Jay looked down at the top of his wife's head.  The rhythmic movement of his chest rising and falling would allow Linda's head to rise and fall with it.  She laid their, resting, undisturbed by the fluid movement.  The rhythm probably aided her resting cycle.

He stared down at the crease in her hair, the shape of her nose, the length of her eyelashes.  Everything as perfectly placed as it had always been.  She was perfect to him, anyway.

But one thing stood out tonight.  One glaring, obvious difference that only Jay would be able to notice.  Everything, right down to the love that they had made, was exactly as it had always been.  Except for one thing.

Never, ever, not even one time in the history of their marriage, engagement, or courtship had Linda ever called Jay "Honey."

That was when Jay knew, Pat was his true enemy.  Somehow, someway, Pat had "replaced" his Linda with a perfect replica.  An actress.  But that actress' ad lib had already cost Pat dearly.

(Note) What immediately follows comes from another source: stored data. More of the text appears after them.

//! Prometheus scrape endpoint.
//!
//! Unauthenticated. Labels are bounded (kind, status, operation, category)
//! and never carry contact addresses or login handles.

use axum::{extract::State, response::IntoResponse};
use metrics_exporter_prometheus::PrometheusHandle;

/// GET /metrics
#[tracing::instrument(skip_all, name = "identity.metrics.scrape")]
pub async fn metrics_handler(State(handle): State<PrometheusHandle>) -> impl IntoResponse {
    handle.render()
}
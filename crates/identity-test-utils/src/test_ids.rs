//! Fixed test IDs for deterministic tests
//!
//! Using fixed UUIDs prevents flaky tests caused by random data.

use uuid::Uuid;

// Branch IDs (1-99)
pub const TEST_BRANCH_CHILONZOR: Uuid = Uuid::from_u128(1);
pub const TEST_BRANCH_YUNUSOBOD: Uuid = Uuid::from_u128(2);

// Group IDs (100-199)
pub const TEST_GROUP_IELTS_A: Uuid = Uuid::from_u128(100);

// IDs that are never stored (1000-1099)
pub const TEST_MISSING_ID: Uuid = Uuid::from_u128(1000);

/// HS256 signing secret for test servers. Exactly the minimum length.
pub const TEST_SIGNING_SECRET: [u8; 32] = *b"identity-test-signing-secret-32b";

// Passwords
pub const TEST_PASSWORD: &str = "correct-horse-battery";
pub const TEST_NEW_PASSWORD: &str = "staple-horse-correct";

// Contacts
pub const TEST_EMAIL_ANN: &str = "ann@example.com";
pub const TEST_EMAIL_BOB: &str = "bob@example.com";
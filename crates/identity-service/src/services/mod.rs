pub mod enrollment_service;
pub mod event_service;
pub mod identity_service;
pub mod otp_service;
pub mod token_service;

pub use enrollment_service::{DenyReason, Eligibility, EnrollmentPolicy, EnrollmentService};
pub use event_service::EventService;
pub use identity_service::IdentityService;
pub use otp_service::{ConfirmationTicket, OtpIssuer, OtpPolicy};
pub use token_service::TokenMinter;
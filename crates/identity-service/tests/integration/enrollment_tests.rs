//! E2E tests for events and event registration.
//!
//! With the default policy (5h buffer, 3h minimum lead) an event must start
//! more than 8 hours from now to accept registrations.

use chrono::{Duration, Utc};
use identity_service::models::{ActorKind, Event};
use identity_test_utils::builders::{ActorDraftBuilder, EventBuilder};
use identity_test_utils::server_harness::{TestIdentityServer, TestServerOptions};
use identity_test_utils::test_ids::{TEST_BRANCH_CHILONZOR, TEST_BRANCH_YUNUSOBOD, TEST_MISSING_ID};
use reqwest::StatusCode;
use serde_json::{json, Value};
use uuid::Uuid;

async fn create_event(server: &TestIdentityServer, body: Value) -> Result<String, anyhow::Error> {
    let response = server
        .client()
        .post(server.api("/api/v1/events"))
        .json(&body)
        .send()
        .await?;
    anyhow::ensure!(
        response.status() == StatusCode::CREATED,
        "create event returned {}",
        response.status()
    );
    let event: Value = response.json().await?;
    Ok(event["id"].as_str().unwrap_or_default().to_string())
}

async fn create_student(server: &TestIdentityServer) -> Result<String, anyhow::Error> {
    let student = server
        .create_actor(ActorKind::Student, &ActorDraftBuilder::student("Ann").build())
        .await?;
    Ok(student["id"].as_str().unwrap_or_default().to_string())
}

async fn enroll(
    server: &TestIdentityServer,
    event_id: &str,
    student_id: &str,
) -> Result<reqwest::Response, anyhow::Error> {
    Ok(server
        .client()
        .post(server.api("/api/v1/event-registrations"))
        .json(&json!({ "event_id": event_id, "student_id": student_id }))
        .send()
        .await?)
}

async fn error_code(response: reqwest::Response) -> Result<String, anyhow::Error> {
    let body: Value = response.json().await?;
    Ok(body["error"]["code"].as_str().unwrap_or_default().to_string())
}

// ============================================================================
// Events
// ============================================================================

#[tokio::test]
async fn test_event_crud_lifecycle() -> Result<(), anyhow::Error> {
    let server = TestIdentityServer::spawn().await?;
    let id = create_event(&server, EventBuilder::new().build()).await?;
    let url = server.api(&format!("/api/v1/events/{}", id));

    let response = server
        .client()
        .put(&url)
        .json(&EventBuilder::new().with_topic("Mock exam").build())
        .send()
        .await?;
    assert_eq!(response.status(), StatusCode::OK);
    let event: Value = response.json().await?;
    assert_eq!(event["topic"], "Mock exam");

    let list: Value = server
        .client()
        .get(server.api("/api/v1/events?search=mock"))
        .send()
        .await?
        .json()
        .await?;
    assert_eq!(list["count"], 1);

    let response = server.client().delete(&url).send().await?;
    assert_eq!(response.status(), StatusCode::NO_CONTENT);
    let response = server.client().get(&url).send().await?;
    assert_eq!(response.status(), StatusCode::NOT_FOUND);
    Ok(())
}

#[tokio::test]
async fn test_event_with_malformed_time_returns_400() -> Result<(), anyhow::Error> {
    let server = TestIdentityServer::spawn().await?;

    let response = server
        .client()
        .post(server.api("/api/v1/events"))
        .json(&json!({
            "branch_id": TEST_BRANCH_CHILONZOR,
            "topic": "Speaking club",
            "start_time": "tomorrow at ten",
            "end_time": "tomorrow at noon"
        }))
        .send()
        .await?;

    assert_eq!(response.status(), StatusCode::BAD_REQUEST);
    assert_eq!(error_code(response).await?, "INVALID_TIME");
    Ok(())
}

// ============================================================================
// Enrollment
// ============================================================================

#[tokio::test]
async fn test_enroll_happy_path_lists_event_for_student() -> Result<(), anyhow::Error> {
    // Arrange
    let server = TestIdentityServer::spawn().await?;
    let event_id = create_event(
        &server,
        EventBuilder::new().starting_in(Duration::hours(12)).build(),
    )
    .await?;
    let student_id = create_student(&server).await?;

    // Act
    let response = enroll(&server, &event_id, &student_id).await?;

    // Assert
    assert_eq!(response.status(), StatusCode::CREATED);
    let registration: Value = response.json().await?;
    assert_eq!(registration["event_id"], event_id.as_str());

    let events: Value = server
        .client()
        .get(server.api(&format!("/api/v1/students/{}/events", student_id)))
        .send()
        .await?
        .json()
        .await?;
    assert_eq!(events.as_array().map(Vec::len), Some(1));
    assert_eq!(events[0]["topic"], "Speaking club");
    Ok(())
}

#[tokio::test]
async fn test_enroll_inside_lead_window_returns_409() -> Result<(), anyhow::Error> {
    let server = TestIdentityServer::spawn().await?;
    let event_id = create_event(
        &server,
        EventBuilder::new().starting_in(Duration::hours(7)).build(),
    )
    .await?;
    let student_id = create_student(&server).await?;

    let response = enroll(&server, &event_id, &student_id).await?;

    assert_eq!(response.status(), StatusCode::CONFLICT);
    assert_eq!(error_code(response).await?, "TOO_LATE_TO_REGISTER");
    assert_eq!(server.registrations().live_count().await, 0);
    Ok(())
}

#[tokio::test]
async fn test_enroll_twice_returns_409() -> Result<(), anyhow::Error> {
    let server = TestIdentityServer::spawn().await?;
    let event_id = create_event(&server, EventBuilder::new().build()).await?;
    let student_id = create_student(&server).await?;
    enroll(&server, &event_id, &student_id).await?;

    let response = enroll(&server, &event_id, &student_id).await?;

    assert_eq!(response.status(), StatusCode::CONFLICT);
    assert_eq!(error_code(response).await?, "ALREADY_REGISTERED");
    assert_eq!(server.registrations().live_count().await, 1);
    Ok(())
}

#[tokio::test]
async fn test_enroll_again_after_cancel_succeeds() -> Result<(), anyhow::Error> {
    let server = TestIdentityServer::spawn().await?;
    let event_id = create_event(&server, EventBuilder::new().build()).await?;
    let student_id = create_student(&server).await?;
    let first: Value = enroll(&server, &event_id, &student_id).await?.json().await?;

    let response = server
        .client()
        .delete(server.api(&format!(
            "/api/v1/event-registrations/{}",
            first["id"].as_str().unwrap_or_default()
        )))
        .send()
        .await?;
    assert_eq!(response.status(), StatusCode::NO_CONTENT);

    let response = enroll(&server, &event_id, &student_id).await?;
    assert_eq!(response.status(), StatusCode::CREATED);
    Ok(())
}

#[tokio::test]
async fn test_enroll_unknown_event_or_student_returns_404() -> Result<(), anyhow::Error> {
    let server = TestIdentityServer::spawn().await?;
    let event_id = create_event(&server, EventBuilder::new().build()).await?;
    let student_id = create_student(&server).await?;

    let missing_event = enroll(&server, &TEST_MISSING_ID.to_string(), &student_id).await?;
    assert_eq!(missing_event.status(), StatusCode::NOT_FOUND);
    assert_eq!(error_code(missing_event).await?, "EVENT_NOT_FOUND");

    let missing_student = enroll(&server, &event_id, &TEST_MISSING_ID.to_string()).await?;
    assert_eq!(missing_student.status(), StatusCode::NOT_FOUND);
    assert_eq!(error_code(missing_student).await?, "NOT_FOUND");
    Ok(())
}

#[tokio::test]
async fn test_enroll_event_without_start_returns_400() -> Result<(), anyhow::Error> {
    let server = TestIdentityServer::spawn().await?;
    let event_id = Uuid::new_v4();
    server
        .insert_event(Event {
            id: event_id,
            branch_id: TEST_BRANCH_CHILONZOR,
            topic: "Unscheduled".to_string(),
            start_time: None,
            end_time: None,
            created_at: Utc::now(),
            updated_at: Utc::now(),
        })
        .await;
    let student_id = create_student(&server).await?;

    let response = enroll(&server, &event_id.to_string(), &student_id).await?;

    assert_eq!(response.status(), StatusCode::BAD_REQUEST);
    assert_eq!(error_code(response).await?, "INVALID_TIME");
    Ok(())
}

// ============================================================================
// Branch conflicts
// ============================================================================

/// Two events on the same UTC day in different branches.
async fn same_day_events(server: &TestIdentityServer) -> Result<(String, String), anyhow::Error> {
    let day = Utc::now().date_naive() + Duration::days(2);
    let morning = day
        .and_hms_opt(9, 0, 0)
        .map(|t| t.and_utc())
        .ok_or_else(|| anyhow::anyhow!("invalid time"))?;
    let first = create_event(
        server,
        EventBuilder::new()
            .starting_at(morning)
            .in_branch(TEST_BRANCH_CHILONZOR)
            .build(),
    )
    .await?;
    let second = create_event(
        server,
        EventBuilder::new()
            .starting_at(morning + Duration::hours(6))
            .in_branch(TEST_BRANCH_YUNUSOBOD)
            .build(),
    )
    .await?;
    Ok((first, second))
}

#[tokio::test]
async fn test_branch_conflict_is_advisory_by_default() -> Result<(), anyhow::Error> {
    // Arrange
    let server = TestIdentityServer::spawn().await?;
    let (first, second) = same_day_events(&server).await?;
    let student_id = create_student(&server).await?;
    enroll(&server, &first, &student_id).await?;

    // Act: dry run
    let eligibility: Value = server
        .client()
        .get(server.api(&format!(
            "/api/v1/events/{}/eligibility?student_id={}",
            second, student_id
        )))
        .send()
        .await?
        .json()
        .await?;

    // Assert
    assert_eq!(eligibility["eligible"], true);
    assert_eq!(eligibility["branch_conflict"], true);
    let response = enroll(&server, &second, &student_id).await?;
    assert_eq!(response.status(), StatusCode::CREATED);
    Ok(())
}

#[tokio::test]
async fn test_branch_conflict_enforced_returns_409() -> Result<(), anyhow::Error> {
    // Arrange
    let server = TestIdentityServer::spawn_with(TestServerOptions {
        enforce_branch_conflict: true,
        ..TestServerOptions::default()
    })
    .await?;
    let (first, second) = same_day_events(&server).await?;
    let student_id = create_student(&server).await?;
    enroll(&server, &first, &student_id).await?;

    // Act
    let response = enroll(&server, &second, &student_id).await?;

    // Assert
    assert_eq!(response.status(), StatusCode::CONFLICT);
    assert_eq!(error_code(response).await?, "BRANCH_CONFLICT");
    Ok(())
}

#[tokio::test]
async fn test_eligibility_dry_run_does_not_register() -> Result<(), anyhow::Error> {
    let server = TestIdentityServer::spawn().await?;
    let event_id = create_event(
        &server,
        EventBuilder::new().starting_in(Duration::hours(7)).build(),
    )
    .await?;
    let student_id = create_student(&server).await?;

    let eligibility: Value = server
        .client()
        .get(server.api(&format!(
            "/api/v1/events/{}/eligibility?student_id={}",
            event_id, student_id
        )))
        .send()
        .await?
        .json()
        .await?;

    assert_eq!(eligibility["eligible"], false);
    assert_eq!(eligibility["reason"], "too_late");
    assert_eq!(server.registrations().live_count().await, 0);
    Ok(())
}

Jay would play along for as long as he could stand, but sooner or later, Jay was going to force that bald-headed twit to tell the truth.  Pat was going to tell him where his wife was at, and then he was going to tell him how to get her back.

Besides, if the man can read minds, then he is capable of anything.  The only problem for Pat, however, Jay knew he was capable of so much more now.

And Jay couldn't wait to unleash it.